We further find that the furnished criminal court folder was not the " 'duplicative equivalent’ ” of the missing paper (People v Ranghelle, 69 NY2d 56, 63). There was no showing that the prosecutor "faithfully” copied Paciullo’s notes into the court folder (People v Hyde, 172 AD2d 305, 306), and while Paciullo never asserted that the folder did not "match” the contents of the paper, neither did he affirmatively state that he compared the final report with the lost notes he prepared (see, People v Geathers, 172 AD2d 134).

One might come to the conclusion that the Rosario doctrine, as it has been extended, acts more to create traps for honest, but unwary police officers and prosecutors, than to serve as remedial protection for defendants. However, we emphasize that defendant here requested some sanction for the loss or destruction of the statement, and Criminal Term refused to *363impose any sanction. This constituted an abuse of discretion. Where, as here, the defendant was prejudiced, " 'the [trial] court must impose an appropriate sanction’ ” (People v Wallace, 76 NY2d 953, 955, supra, quoting People v Martinez, 71 NY2d 937, 940).
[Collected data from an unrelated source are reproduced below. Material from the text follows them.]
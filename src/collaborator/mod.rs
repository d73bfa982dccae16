//! Clients for the scrape and generate collaborators.
//!
//! The wizard core never talks to these directly; the session registry issues
//! the calls and feeds the results back with their request tokens.

pub mod demo;
pub mod http;

pub use demo::DemoContentService;
pub use http::HttpContentService;

use crate::config::AppConfig;
use crate::models::{GenerateRequest, GenerateResponse, ScrapeRequest, ScrapeResponse};
use async_trait::async_trait;
use std::sync::Arc;
use thiserror::Error;

#[derive(Debug, Clone, PartialEq, Eq, Error)]
pub enum TransportError {
    #[error("HTTP {status}: {}", detail.as_deref().unwrap_or("no detail"))]
    Rejected { status: u16, detail: Option<String> },
    #[error("request failed: {0}")]
    Http(String),
    #[error("invalid response: {0}")]
    InvalidResponse(String),
}

impl TransportError {
    pub fn rejected(status: u16, detail: impl Into<String>) -> Self {
        Self::Rejected {
            status,
            detail: Some(detail.into()),
        }
    }

    /// Message shown to the user. Collaborator details are passed through
    /// verbatim; `fallback` covers rejections that carried none.
    pub fn user_message(&self, fallback: &str) -> String {
        match self {
            TransportError::Rejected {
                detail: Some(detail),
                ..
            } => detail.clone(),
            TransportError::Rejected { detail: None, .. } => fallback.to_string(),
            other => other.to_string(),
        }
    }
}

#[async_trait]
pub trait ContentService: Send + Sync {
    fn name(&self) -> &'static str;

    async fn scrape(&self, request: &ScrapeRequest) -> Result<ScrapeResponse, TransportError>;

    async fn generate(&self, request: &GenerateRequest)
    -> Result<GenerateResponse, TransportError>;

    /// Frees collaborator-side resources held for a scrape session.
    async fn release(&self, session_id: &str) -> Result<(), TransportError>;
}

pub fn from_config(config: &AppConfig) -> Arc<dyn ContentService> {
    match &config.content_service_url {
        Some(base_url) => Arc::new(HttpContentService::new(base_url, config.timeouts)),
        None => Arc::new(DemoContentService::new()),
    }
}
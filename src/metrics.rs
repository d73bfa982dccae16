use tracing::trace;

// Trace-based counters; the Prometheus recorder only backs `/metrics`.

pub fn inc_requests(route: &'static str) {
    trace!(
        target = "realtypost.metrics",
        route = route,
        "requests_total_inc"
    );
}

pub fn collaborator_elapsed(call: &'static str, elapsed_ms: u128, ok: bool) {
    trace!(
        target = "realtypost.metrics",
        call = call,
        elapsed_ms = elapsed_ms as u64,
        ok = ok,
        "collaborator_elapsed"
    );
}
We note that the particular sanction to be imposed rests in the discretion of the trial court (People v Martinez, supra, at 940). In this case, a simple instruction that the jury could construe the missing evidence against the People should have been adequate to overcome the prejudice to defendant arising from the loss of the material. (Supra.) Concur—Murphy, P. J., Rosenberger, Ellerin and Asch, JJ.